With life quickly getting back to normal in Oregon, libraries, parks and other public facilities have been cautiously reopening to the public.
In Tualatin, however, the Tualatin Public Library has remained closed for in-person services, but for a very necessary reason. Construction of the long-awaited maker space finished up in May, and City officials wanted to hold off until that happened.
“We’re hoping the construction will be done by the end of the month, but it might stretch into the first week of June,” Library Director Jerianne Thompson said. “But we’re looking at that to happen and then we’ll be able to reopen.”
Thompson noted that while cities like Tigard and Sherwood have re-opened, it’s been hard to stay closed and the library has been fielding regular questions on the topic.
“It started out that it was great timing because we were closed and it was the perfect time to do a construction project,” she said. “But now things are starting to pick up and open up, and we’re just a little bit behind the curve unfortunately.”
When the library does open, however, kids of all ages will have access to a brand-new maker space packed with both new technologies like 3D printers, robotic sets and a Glowforge laser cutter, as well as tried-and-true tools including a tabletop kiln for pottery and even a serger style sewing machine.
“The 3D printers are actually currently sitting at my house,” said Sarah Jesudason, the library’s Public Services Supervisor. “When we completely closed back a year ago, I saw an opportunity to assist by making the frames for face shields for medical personnel. I’m excited to have them doing something else.”
The new 735 square foot maker space is adjacent to the existing teen room but will have its own separate entrance. Inside, shelves to hold equipment will line two walls, while the other walls will remain largely bare to allow unique configurations for various programs.
“We’re really hoping that kids of all ages use the space,” Thompson said. “We’re definitely going to have programs geared toward youth because we really want to see this as a place that youth can connect to technology that they may not have access to at home.”
Some kids might grow up with a 3D printer or other specialized tools at home, she added, but most do not. Grants from Te Connectivity, a Tualatin manufacturer or sensors and connectivity, and the Tualatin STEAM Team Foundation, a local group that supports access to science, technology, engineering, arts, and math, also aided the library in outfitting the space.
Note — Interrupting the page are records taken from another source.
//! Delta engine: scans a source file against the destination's block
//! signatures and emits a stream of remote/local block descriptors.
//!
//! The scanner rolls a weak hash byte-by-byte over the source. A weak
//! hit is confirmed with MD5 before a block is declared matched. Runs of
//! consecutive matched chunks coalesce into a single RemoteBlock; bytes
//! between matches leave as LocalBlock literals. Everything is emitted
//! as pre-encoded wire bytes through a caller-supplied sink, so the
//! engine runs against in-memory readers in tests and against files
//! under `spawn_blocking` in production.

use std::collections::HashMap;
use std::fmt;
use std::io::{self, Read};

use anyhow::{bail, Context, Result};
use bytes::Bytes;
use md5::{Digest, Md5};
use tracing::trace;

use crate::delta::rolling::Adler32;
use crate::delta::window::Bring;
use crate::proto::{BlockSum, BlockType, DstFile, FileDesc, FileType, LocalBlock, RemoteBlock};

/// Sender-side view of one destination block: its chunk ordinal and
/// strong hash, reachable through the weak hash.
#[derive(Debug, Clone, Copy, PartialEq, Eq)]
pub struct IndexedSum {
    pub id: u32,
    pub csum: [u8; 16],
}

/// Weak-hash index over a destination file's block signatures.
pub type SumIndex = HashMap<u32, IndexedSum>;

/// Indexes block signatures by weak hash. Colliding weak hashes keep the
/// first block; later duplicates are dropped.
pub fn index_sums<I: IntoIterator<Item = BlockSum>>(sums: I) -> SumIndex {
    let mut index = SumIndex::new();
    for (id, bs) in sums.into_iter().enumerate() {
        index.entry(bs.rsum).or_insert(IndexedSum {
            id: id as u32,
            csum: bs.csum,
        });
    }
    index
}

/// Raised when the declared source size is exhausted but more bytes want
/// out. The scan stops and the stream is finalized at exactly the
/// declared size.
#[derive(Debug)]
struct NoSpaceLeft;

impl fmt::Display for NoSpaceLeft {
    fn fmt(&self, f: &mut fmt::Formatter<'_>) -> fmt::Result {
        f.write_str("block encoder: no space left")
    }
}

impl std::error::Error for NoSpaceLeft {}

/// Tees bytes into an MD5 context as they are read, producing the
/// whole-file digest for the FileSum trailer.
struct HashingReader<R> {
    inner: R,
    digest: Md5,
}

impl<R> HashingReader<R> {
    fn new(inner: R) -> Self {
        Self {
            inner,
            digest: Md5::new(),
        }
    }

    fn sum(&self) -> [u8; 16] {
        self.digest.clone().finalize().into()
    }
}

impl<R: Read> Read for HashingReader<R> {
    fn read(&mut self, buf: &mut [u8]) -> io::Result<usize> {
        let n = self.inner.read(buf)?;
        self.digest.update(&buf[..n]);
        Ok(n)
    }
}

/// Streams a whole source file as one NewFile delta stream.
pub fn send_new_file<R, F>(mut r: R, id: u32, size: u64, mut emit: F) -> Result<()>
where
    R: Read,
    F: FnMut(Bytes) -> Result<()>,
{
    emit(FileDesc {
        id,
        typ: FileType::NewFile,
        total_size: size,
    }
    .encode())?;

    let mut left = size;
    let mut buf = vec![0u8; 64 * 1024];
    while left > 0 {
        let want = buf.len().min(left as usize);
        let n = r.read(&mut buf[..want]).context("read failed")?;
        if n == 0 {
            bail!("source file shorter than listed: {left} bytes missing");
        }
        emit(Bytes::copy_from_slice(&buf[..n]))?;
        left -= n as u64;
    }
    Ok(())
}

/// Streams one changed file as a PartialFile delta against the
/// destination state in `dst`/`sums`, closed by the whole-file MD5.
pub fn send_partial<R, F>(
    r: R,
    id: u32,
    src_size: u64,
    dst: &DstFile,
    sums: &SumIndex,
    mut emit: F,
) -> Result<()>
where
    R: Read,
    F: FnMut(Bytes) -> Result<()>,
{
    let chunk_size = dst.chunk_size as usize;
    if chunk_size == 0 {
        bail!("partial transfer with zero chunk size");
    }
    emit(FileDesc {
        id,
        typ: FileType::PartialFile,
        total_size: src_size,
    }
    .encode())?;

    let mut win = Bring::new(HashingReader::new(r), chunk_size);
    let mut enc = BlockEncoder {
        emit: &mut emit,
        block_size: dst.chunk_size as u64,
        off: 0,
        remainder: src_size,
        last_block_id: dst.last_chunk_id(),
        last_block_size: dst.last_chunk_size(),
        run: None,
    };

    if let Err(e) = scan(&mut enc, &mut win, sums, chunk_size) {
        if e.downcast_ref::<NoSpaceLeft>().is_none() {
            return Err(e);
        }
        enc.flush_reuse_chunks()?;
    }

    let digest = win.get_mut().sum();
    emit(BlockType::FileSum.encode())?;
    emit(Bytes::copy_from_slice(&digest))?;
    Ok(())
}

/// The scanning loop: fill a window, test it, roll byte-by-byte on a
/// miss, dump the head as a literal when a whole window rolls through
/// without matching.
fn scan<R, F>(
    enc: &mut BlockEncoder<'_, F>,
    win: &mut Bring<HashingReader<R>>,
    sums: &SumIndex,
    chunk_size: usize,
) -> Result<()>
where
    R: Read,
    F: FnMut(Bytes) -> Result<()>,
{
    let mut rh = Adler32::new();
    'outer: loop {
        let start = win.buffered_len();
        let n = win.fill(chunk_size).context("read failed")?;
        if n == 0 {
            break;
        }
        rh.reset();
        rh.update(&win.buffered()[start..]);

        if let Some(hit) = confirm(sums, rh.sum32(), win.tail()) {
            if win.head_len() > 0 {
                enc.send_local_block(win)?;
            }
            enc.send_remote_block(win, hit)?;
            continue;
        }

        for _ in 0..chunk_size {
            let Some((inn, out)) = win.read_byte().context("read failed")? else {
                break 'outer;
            };
            rh.roll(out, inn);
            let Some(hit) = confirm(sums, rh.sum32(), win.tail()) else {
                continue;
            };
            if win.head_len() > 0 {
                enc.send_local_block(win)?;
            }
            enc.send_remote_block(win, hit)?;
            continue 'outer;
        }

        // a whole window rolled through without a match
        enc.send_local_block(win)?;
    }

    match enc.flush(win) {
        Err(e) if e.downcast_ref::<NoSpaceLeft>().is_some() => Ok(()),
        other => other,
    }
}

/// Confirms a weak-hash hit with the strong hash of the current window.
fn confirm(sums: &SumIndex, rsum: u32, tail: &[u8]) -> Option<u32> {
    let hit = sums.get(&rsum)?;
    if <[u8; 16]>::from(Md5::digest(tail)) == hit.csum {
        Some(hit.id)
    } else {
        None
    }
}

/// An in-progress run of consecutive matched chunks.
struct Run {
    first_id: u32,
    prev_id: u32,
    bytes: u64,
}

/// Emits block descriptors, coalescing consecutive remote chunks and
/// keeping the byte accounting exact: `remainder` counts the bytes still
/// owed to the output, and every emission is clamped to it.
struct BlockEncoder<'a, F> {
    emit: &'a mut F,
    block_size: u64,
    off: u64,
    remainder: u64,
    last_block_id: u32,
    last_block_size: u64,
    run: Option<Run>,
}

impl<F: FnMut(Bytes) -> Result<()>> BlockEncoder<'_, F> {
    /// Byte contribution of chunk `id`, clamped to the remainder. The
    /// destination's final chunk contributes its true, shorter size.
    fn remote_block_size(&self, id: u32) -> u64 {
        if self.remainder == 0 {
            return 0;
        }
        if id == self.last_block_id {
            self.last_block_size.min(self.remainder)
        } else {
            self.block_size.min(self.remainder)
        }
    }

    fn local_block_size(&self, n: u64) -> u64 {
        n.min(self.remainder)
    }

    /// Drains the head region as one literal block.
    fn send_local_block<R: Read>(&mut self, win: &mut Bring<R>) -> Result<()> {
        if self.run.is_some() {
            self.flush_reuse_chunks()?;
        }
        let hlen = self.local_block_size(win.head_len() as u64);
        if hlen == 0 {
            return Err(NoSpaceLeft.into());
        }
        (self.emit)(BlockType::Local.encode())?;
        (self.emit)(
            LocalBlock {
                size: hlen,
                off: self.off,
            }
            .encode(),
        )?;
        let data = win.take_head(hlen as usize);
        trace!("local block: size {}, off {}", hlen, self.off);
        self.off += hlen;
        self.remainder -= hlen;
        (self.emit)(data)?;
        Ok(())
    }

    /// Accounts a matched chunk, extending the current run when the id
    /// is consecutive and flushing it otherwise.
    fn send_remote_block<R: Read>(&mut self, win: &mut Bring<R>, id: u32) -> Result<()> {
        let bsize = self.remote_block_size(id);
        if bsize == 0 {
            if self.run.is_some() {
                return self.flush_reuse_chunks();
            }
            return Err(NoSpaceLeft.into());
        }
        win.skip(bsize as usize);
        self.remainder -= bsize;
        trace!("matched chunk {}: {} bytes, {} left", id, bsize, self.remainder);
        match &mut self.run {
            Some(run) if id == run.prev_id + 1 => {
                run.prev_id = id;
                run.bytes += bsize;
            }
            Some(_) => {
                self.flush_reuse_chunks()?;
                self.run = Some(Run {
                    first_id: id,
                    prev_id: id,
                    bytes: bsize,
                });
            }
            None => {
                self.run = Some(Run {
                    first_id: id,
                    prev_id: id,
                    bytes: bsize,
                });
            }
        }
        Ok(())
    }

    /// Emits the pending coalesced run, if any.
    fn flush_reuse_chunks(&mut self) -> Result<()> {
        let Some(run) = self.run.take() else {
            return Ok(());
        };
        let nr_chunks = run.prev_id - run.first_id + 1;
        trace!(
            "remote block: chunks {}..={}, off {}",
            run.first_id,
            run.prev_id,
            self.off
        );
        (self.emit)(BlockType::Remote.encode())?;
        (self.emit)(
            RemoteBlock {
                chunk_id: run.first_id,
                nr_chunks,
                off: self.off,
            }
            .encode(),
        )?;
        self.off += run.bytes;
        Ok(())
    }

    /// End of scan: emit the pending run, then whatever is still
    /// buffered (a tail shorter than the window) as a final literal.
    fn flush<R: Read>(&mut self, win: &mut Bring<R>) -> Result<()> {
        self.flush_reuse_chunks()?;
        let buffered = win.buffered_len() as u64;
        if buffered == 0 {
            return Ok(());
        }
        let blen = self.local_block_size(buffered);
        if blen == 0 {
            return Err(NoSpaceLeft.into());
        }
        (self.emit)(BlockType::Local.encode())?;
        (self.emit)(
            LocalBlock {
                size: blen,
                off: self.off,
            }
            .encode(),
        )?;
        let data = win.take_buffered(blen as usize);
        trace!("flush local block: size {}, off {}", blen, self.off);
        self.off += blen;
        self.remainder -= blen;
        (self.emit)(data)?;
        Ok(())
    }
}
“Having access to some of these pieces of special technology and equipment will help create more equity in access,” she said. “And we also really want to encourage an interest in STEAM topics.”
In the meantime, the library will continue to offer its online holds pickup service for those who wish to reserve books or other materials. Take-and-Make craft kits for kids will continue, as will the library’s virtual storytime and other online programming.
Notably, a series of in-person events in various City parks are in the works for later this summer, since popular events such as the Reptile Man are still difficult to plan for because of the COVID-19 pandemic.
“We’re working on plans for this summer to come visit the parks, since we can’t do in-person programs quite yet,” Thompson said. “It’s getting close but we’re not quite there yet.”